Saved entries
○ ○ ○

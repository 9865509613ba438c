//! The interactive shell: a small hand-rolled REPL over stdin, matching the
//! shape of the original `cmd.Cmd`-based shell without pulling in a TUI
//! framework the rest of the pack doesn't use.

use std::io::{self, BufRead, IsTerminal, Write};

use crate::puzzle_io;
use crate::solver::{Algorithm, Heuristic, Solver};
use crate::stats::{print_board_snapshot, print_run_stats};

const HELP: &str = "\
Commands:
  solve <inFile> <outFile>   solve a puzzle and write the result
  algorithm <name>           asgs | grbfgs | id-dfgs | bfts
  heuristic <name>           smart | admissable | consistent
  help [command]             show this message, or help for one command
  exit                       quit";

/// Mutable shell state: the currently selected algorithm and heuristic.
/// Unknown selections leave this unchanged.
pub struct Shell {
    algorithm: Algorithm,
    heuristic: Heuristic,
    seed: u64,
}

impl Default for Shell {
    fn default() -> Self {
        // GrBFGS + the greedy ("smart") heuristic, the original CLI's default.
        Self {
            algorithm: Algorithm::GrBfgs,
            heuristic: Heuristic::Smart,
            seed: 0,
        }
    }
}

impl Shell {
    pub fn new(algorithm: Algorithm, heuristic: Heuristic, seed: u64) -> Self {
        Self {
            algorithm,
            heuristic,
            seed,
        }
    }

    /// Run the REPL to completion, reading commands from `input` until
    /// `exit` or EOF. Piped (non-TTY) input is echoed before execution so a
    /// transcript reads the same whether driven from a terminal or a script.
    pub fn run(&mut self, input: impl BufRead, mut output: impl Write) {
        let echo = !io::stdin().is_terminal();
        let mut lines = input.lines();

        loop {
            write!(output, "isotope-boat> ").ok();
            output.flush().ok();

            let Some(Ok(line)) = lines.next() else {
                break;
            };
            if echo {
                writeln!(output, "{line}").ok();
            }

            if self.dispatch(line.trim(), &mut output) {
                break;
            }
        }
    }

    /// Handle one command line. Returns `true` if the shell should exit.
    fn dispatch(&mut self, line: &str, mut output: impl Write) -> bool {
        let mut parts = line.split_whitespace();
        let Some(cmd) = parts.next() else {
            return false;
        };
        let rest: Vec<&str> = parts.collect();

        match cmd {
            "exit" | "quit" => return true,
            "help" => {
                if let Some(topic) = rest.first() {
                    writeln!(output, "{}", help_for(topic)).ok();
                } else {
                    writeln!(output, "{HELP}").ok();
                }
            }
            "algorithm" => match rest.first().and_then(|n| Algorithm::from_name(n)) {
                Some(algorithm) => {
                    self.algorithm = algorithm;
                    writeln!(output, "algorithm set to {}", algorithm.name()).ok();
                }
                None => {
                    writeln!(output, "unknown algorithm; try: asgs, grbfgs, id-dfgs, bfts").ok();
                }
            },
            "heuristic" => match rest.first().and_then(|n| Heuristic::from_name(n)) {
                Some(heuristic) => {
                    self.heuristic = heuristic;
                    writeln!(output, "heuristic set to {}", heuristic.name()).ok();
                }
                None => {
                    writeln!(output, "unknown heuristic; try: smart, admissable, consistent").ok();
                }
            },
            "solve" => match (rest.first(), rest.get(1)) {
                (Some(input_path), Some(output_path)) => {
                    self.solve(input_path, output_path, &mut output);
                }
                _ => {
                    writeln!(output, "usage: solve <inFile> <outFile>").ok();
                }
            },
            "" => {}
            other => {
                writeln!(output, "unknown command: {other} (try 'help')").ok();
            }
        }
        false
    }

    fn solve(&self, input_path: &str, output_path: &str, mut output: impl Write) {
        let initial = match puzzle_io::read_puzzle(input_path) {
            Ok(state) => state,
            Err(e) => {
                writeln!(output, "error: {e}").ok();
                return;
            }
        };

        let solver = Solver::new(self.algorithm, self.heuristic, self.seed);
        match solver.run(initial) {
            Ok(report) => {
                if let Err(e) = puzzle_io::write_solution(output_path, &report) {
                    writeln!(output, "error writing {output_path}: {e}").ok();
                    return;
                }
                print_run_stats(&report);
                print_board_snapshot(&report.final_state);
            }
            Err(e) => {
                writeln!(output, "error: {e}").ok();
            }
        }
    }
}

fn help_for(topic: &str) -> &'static str {
    match topic {
        "solve" => "solve <inFile> <outFile>: solve a puzzle and write the result file",
        "algorithm" => "algorithm <name>: select asgs, grbfgs, id-dfgs, or bfts",
        "heuristic" => "heuristic <name>: select smart, admissable, or consistent",
        "exit" => "exit: quit the shell",
        _ => "no help for that command",
    }
}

○ ○ ○

> Action item:
Go line by line through the data, copying each one that contains the word "topic".

> Result of this exercise:
                if let Some(topic) = rest.first() {
                    writeln!(output, "{}", help_for(topic)).ok();
fn help_for(topic: &str) -> &'static str {
    match topic {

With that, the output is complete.